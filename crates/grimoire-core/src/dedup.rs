use grimoire_canonical::text::fold_token;
use grimoire_canonical::{CanonicalSpell, ContentHash, SpellSchema};
use serde::{Deserialize, Serialize};
use serde_json::{Map, Value};
use std::collections::{BTreeMap, BTreeSet};
use tracing::{debug, info};

use crate::document::{finalize, Finalized};
use crate::errors::CoreError;
use crate::parse::FieldKind;
use crate::record::SpellRecord;
use crate::sanitize::ImportPolicy;

/// Non-content tuple used to find a "same spell" candidate.
#[derive(Debug, Clone, PartialEq, Eq, PartialOrd, Ord, Hash, Serialize, Deserialize)]
pub struct IdentityKey {
    /// Folded name.
    pub name: String,
    /// Folded tradition.
    pub context: String,
    /// Spell level.
    pub level: i64,
    /// Folded source.
    pub source: String,
}

impl IdentityKey {
    /// Key of `record`. Case, spacing and punctuation are ignored.
    pub fn of(record: &SpellRecord) -> Self {
        Self {
            name: fold_token(&record.name),
            context: record.effective_tradition().map(|t| fold_token(&t)).unwrap_or_default(),
            level: record.level,
            source: record.metadata.source.as_deref().map(fold_token).unwrap_or_default(),
        }
    }
}

/// A record with its canonical content and hash computed.
#[derive(Debug, Clone)]
pub struct Prepared {
    /// The record, with blob and hash set.
    pub record: SpellRecord,
    /// Canonical content.
    pub spell: CanonicalSpell,
    /// Canonical bytes.
    pub canonical_bytes: Vec<u8>,
    /// Content hash.
    pub hash: ContentHash,
    /// Fields that fell back to a special variant.
    pub fallbacks: Vec<FieldKind>,
}

impl Prepared {
    /// Finalizes `record` under `schema`.
    pub fn new(schema: &SpellSchema, mut record: SpellRecord) -> Result<Self, CoreError> {
        let finalized = finalize(schema, &record)?;
        finalized.apply_to(&mut record, schema.version);
        Self::from_finalized(record, finalized)
    }

    /// Applies the import policy, then finalizes.
    pub fn untrusted(
        schema: &SpellSchema,
        policy: &ImportPolicy,
        mut record: SpellRecord,
    ) -> Result<Self, CoreError> {
        policy.sanitize_record(&mut record)?;
        Self::new(schema, record)
    }

    fn from_finalized(record: SpellRecord, finalized: Finalized) -> Result<Self, CoreError> {
        Ok(Self {
            spell: CanonicalSpell::from_bytes(&finalized.canonical_bytes)?,
            canonical_bytes: finalized.canonical_bytes,
            hash: finalized.hash,
            fallbacks: finalized.fallbacks,
            record,
        })
    }

    /// Identity key of the record.
    pub fn key(&self) -> IdentityKey {
        IdentityKey::of(&self.record)
    }
}

/// One canonical top-level field that differs between two records.
#[derive(Debug, Clone, PartialEq, Serialize, Deserialize)]
pub struct FieldDiff {
    /// Field name.
    pub field: String,
    /// Value in the existing record.
    pub existing: Option<Value>,
    /// Value in the incoming record.
    pub incoming: Option<Value>,
}

/// Differing top-level fields, in field-name order.
pub fn diff_fields(existing: &CanonicalSpell, incoming: &CanonicalSpell) -> Vec<FieldDiff> {
    let names: BTreeSet<&String> = existing
        .fields()
        .map(|(k, _)| k)
        .chain(incoming.fields().map(|(k, _)| k))
        .collect();
    names
        .into_iter()
        .filter_map(|name| {
            let a = existing.get(name);
            let b = incoming.get(name);
            (a != b).then(|| FieldDiff {
                field: name.clone(),
                existing: a.cloned(),
                incoming: b.cloned(),
            })
        })
        .collect()
}

/// Existing and incoming records sharing an identity key but not content.
#[derive(Debug, Clone)]
pub struct ImportConflict {
    /// The stored record.
    pub existing: Prepared,
    /// The incoming record.
    pub incoming: Prepared,
    /// Fields that differ.
    pub diffs: Vec<FieldDiff>,
}

impl ImportConflict {
    /// Pairs two records and computes their differences.
    pub fn new(existing: Prepared, incoming: Prepared) -> Self {
        let diffs = diff_fields(&existing.spell, &incoming.spell);
        Self {
            existing,
            incoming,
            diffs,
        }
    }
}

/// Outcome of comparing an incoming record to stored candidates.
#[derive(Debug, Clone)]
pub enum Classification {
    /// No candidate matches.
    New(Prepared),
    /// A candidate has the same content hash.
    Duplicate {
        /// The stored record.
        existing: Prepared,
        /// The incoming record.
        incoming: Prepared,
    },
    /// A candidate shares the identity key with different content.
    Conflict(ImportConflict),
}

impl Classification {
    /// Short label for reports.
    pub fn label(&self) -> &'static str {
        match self {
            Classification::New(_) => "new",
            Classification::Duplicate { .. } => "duplicate",
            Classification::Conflict(_) => "conflict",
        }
    }
}

/// Classifies `incoming` against `candidates`.
///
/// An equal hash is a duplicate whatever the key; otherwise an equal
/// identity key is a conflict; otherwise the record is new.
pub fn classify(incoming: Prepared, candidates: &[Prepared]) -> Classification {
    if let Some(existing) = candidates.iter().find(|c| c.hash == incoming.hash) {
        debug!(hash = %incoming.hash, existing_id = existing.record.id, "duplicate content");
        return Classification::Duplicate {
            existing: existing.clone(),
            incoming,
        };
    }
    let key = incoming.key();
    if let Some(existing) = candidates.iter().find(|c| c.key() == key) {
        debug!(existing_id = existing.record.id, "identity conflict");
        return Classification::Conflict(ImportConflict::new(existing.clone(), incoming));
    }
    Classification::New(incoming)
}

/// Which side a merged field comes from.
#[derive(Debug, Clone, Copy, PartialEq, Eq, Serialize, Deserialize)]
#[serde(rename_all = "snake_case")]
pub enum MergeSide {
    /// Keep the stored value.
    Existing,
    /// Take the incoming value.
    Incoming,
}

/// A decision for one conflict.
#[derive(Debug, Clone, PartialEq, Eq, Serialize, Deserialize)]
#[serde(rename_all = "snake_case")]
pub enum Resolution {
    /// Leave the store unchanged.
    KeepExisting,
    /// Overwrite the stored record's content with the incoming one.
    Replace,
    /// Insert the incoming record under a disambiguated name.
    KeepBoth,
    /// Field-by-field merge; unlisted fields keep the existing value.
    Merge(BTreeMap<String, MergeSide>),
}

/// Store changes for one decision, computed before anything is written.
#[derive(Debug, Clone)]
pub enum ResolutionPlan {
    /// Nothing to write.
    Skip,
    /// Overwrite record `id` with new content.
    Update(Prepared),
    /// Insert a new record.
    Insert(Prepared),
    /// Metadata-only update; the hash does not change.
    Metadata(SpellRecord),
}

/// `"Name (n)"` for the smallest `n >= 1` not already taken.
pub fn disambiguate_name(name: &str, taken: impl Fn(&str) -> bool) -> String {
    let mut n = 1;
    loop {
        let candidate = format!("{} ({})", name, n);
        if !taken(&candidate) {
            return candidate;
        }
        n += 1;
    }
}

/// Plans the store change for `resolution` of `conflict`.
///
/// `taken` reports whether a display name is already used.
pub fn plan(
    schema: &SpellSchema,
    conflict: &ImportConflict,
    resolution: &Resolution,
    taken: impl Fn(&str) -> bool,
) -> Result<ResolutionPlan, CoreError> {
    let existing = &conflict.existing.record;
    let incoming = &conflict.incoming.record;
    let plan = match resolution {
        Resolution::KeepExisting => ResolutionPlan::Skip,
        Resolution::Replace => {
            let mut record = incoming.clone();
            record.id = existing.id;
            record.metadata.created_at = existing.metadata.created_at;
            ResolutionPlan::Update(Prepared::new(schema, record)?)
        }
        Resolution::KeepBoth => {
            let mut record = incoming.clone();
            record.id = 0;
            record.rename(disambiguate_name(&incoming.name, taken));
            ResolutionPlan::Insert(Prepared::new(schema, record)?)
        }
        Resolution::Merge(choices) => {
            ResolutionPlan::Update(merge(schema, conflict, choices)?)
        }
    };
    info!(existing_id = existing.id, resolution = resolution_label(resolution), "planned conflict resolution");
    Ok(plan)
}

fn resolution_label(resolution: &Resolution) -> &'static str {
    match resolution {
        Resolution::KeepExisting => "keep_existing",
        Resolution::Replace => "replace",
        Resolution::KeepBoth => "keep_both",
        Resolution::Merge(_) => "merge",
    }
}

fn merge(
    schema: &SpellSchema,
    conflict: &ImportConflict,
    choices: &BTreeMap<String, MergeSide>,
) -> Result<Prepared, CoreError> {
    let mut doc: Map<String, Value> = match conflict.existing.spell.to_value() {
        Value::Object(map) => map,
        _ => Map::new(),
    };
    let mut record = conflict.existing.record.clone();
    for (field, side) in choices {
        if !conflict.diffs.iter().any(|d| &d.field == field) {
            return Err(CoreError::UnknownMergeField(field.clone()));
        }
        if *side == MergeSide::Existing {
            continue;
        }
        match conflict.incoming.spell.get(field) {
            Some(value) => {
                doc.insert(field.clone(), value.clone());
            }
            None => {
                doc.remove(field);
                record.clear_flat(field);
            }
        }
    }
    if let Some(Value::String(name)) = doc.get("name") {
        record.name = name.clone();
    }
    if let Some(level) = doc.get("level").and_then(Value::as_i64) {
        record.level = level;
    }
    record.structured = Some(Value::Object(doc));
    Prepared::new(schema, record)
}

/// Unions incoming non-content metadata into `existing`. Returns whether
/// anything changed.
pub fn union_metadata(existing: &mut SpellRecord, incoming: &SpellRecord) -> bool {
    let mut changed = false;
    for reference in &incoming.metadata.source_refs {
        if !existing.metadata.source_refs.contains(reference) {
            existing.metadata.source_refs.push(reference.clone());
            changed = true;
        }
    }
    let fills = [
        (&mut existing.metadata.author, &incoming.metadata.author),
        (&mut existing.metadata.license, &incoming.metadata.license),
        (&mut existing.metadata.edition, &incoming.metadata.edition),
    ];
    for (target, source) in fills {
        if target.is_none() && source.is_some() {
            *target = source.clone();
            changed = true;
        }
    }
    changed
}

/// Plans the store change for a duplicate.
pub fn plan_duplicate(existing: &Prepared, incoming: &Prepared) -> ResolutionPlan {
    let mut record = existing.record.clone();
    if union_metadata(&mut record, &incoming.record) {
        ResolutionPlan::Metadata(record)
    } else {
        ResolutionPlan::Skip
    }
}

/// A decision applied to every conflict at once.
#[derive(Debug, Clone, Copy, PartialEq, Eq, Serialize, Deserialize)]
#[serde(rename_all = "snake_case")]
pub enum BulkDecision {
    /// Keep every existing record.
    SkipAll,
    /// Replace every existing record.
    ReplaceAll,
    /// Keep both for every conflict.
    KeepAll,
    /// Decide each conflict individually.
    ReviewEach,
}

impl BulkDecision {
    /// Per-conflict resolution, or `None` for individual review.
    pub fn resolution(self) -> Option<Resolution> {
        match self {
            BulkDecision::SkipAll => Some(Resolution::KeepExisting),
            BulkDecision::ReplaceAll => Some(Resolution::Replace),
            BulkDecision::KeepAll => Some(Resolution::KeepBoth),
            BulkDecision::ReviewEach => None,
        }
    }
}

/// How pending conflicts are offered for decision.
#[derive(Debug, Clone, PartialEq, Eq, Serialize)]
#[serde(rename_all = "snake_case")]
pub enum Presentation {
    /// One at a time.
    Individual,
    /// A bulk choice, with individual review as one of its options.
    Bulk(Vec<BulkDecision>),
}

/// Chooses the presentation for `conflicts` pending conflicts.
pub fn presentation(conflicts: usize, policy: &ImportPolicy) -> Presentation {
    if conflicts >= policy.bulk_threshold {
        Presentation::Bulk(vec![
            BulkDecision::SkipAll,
            BulkDecision::ReplaceAll,
            BulkDecision::KeepAll,
            BulkDecision::ReviewEach,
        ])
    } else {
        Presentation::Individual
    }
}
....
Directions: Could you transcribe the entries above word for word, from the line with "incoming: &CanonicalSpell) ->" down to the line with "let b = incoming.get(name);", keeping both?

Written reply:
pub fn diff_fields(existing: &CanonicalSpell, incoming: &CanonicalSpell) -> Vec<FieldDiff> {
    let names: BTreeSet<&String> = existing
        .fields()
        .map(|(k, _)| k)
        .chain(incoming.fields().map(|(k, _)| k))
        .collect();
    names
        .into_iter()
        .filter_map(|name| {
            let a = existing.get(name);
            let b = incoming.get(name);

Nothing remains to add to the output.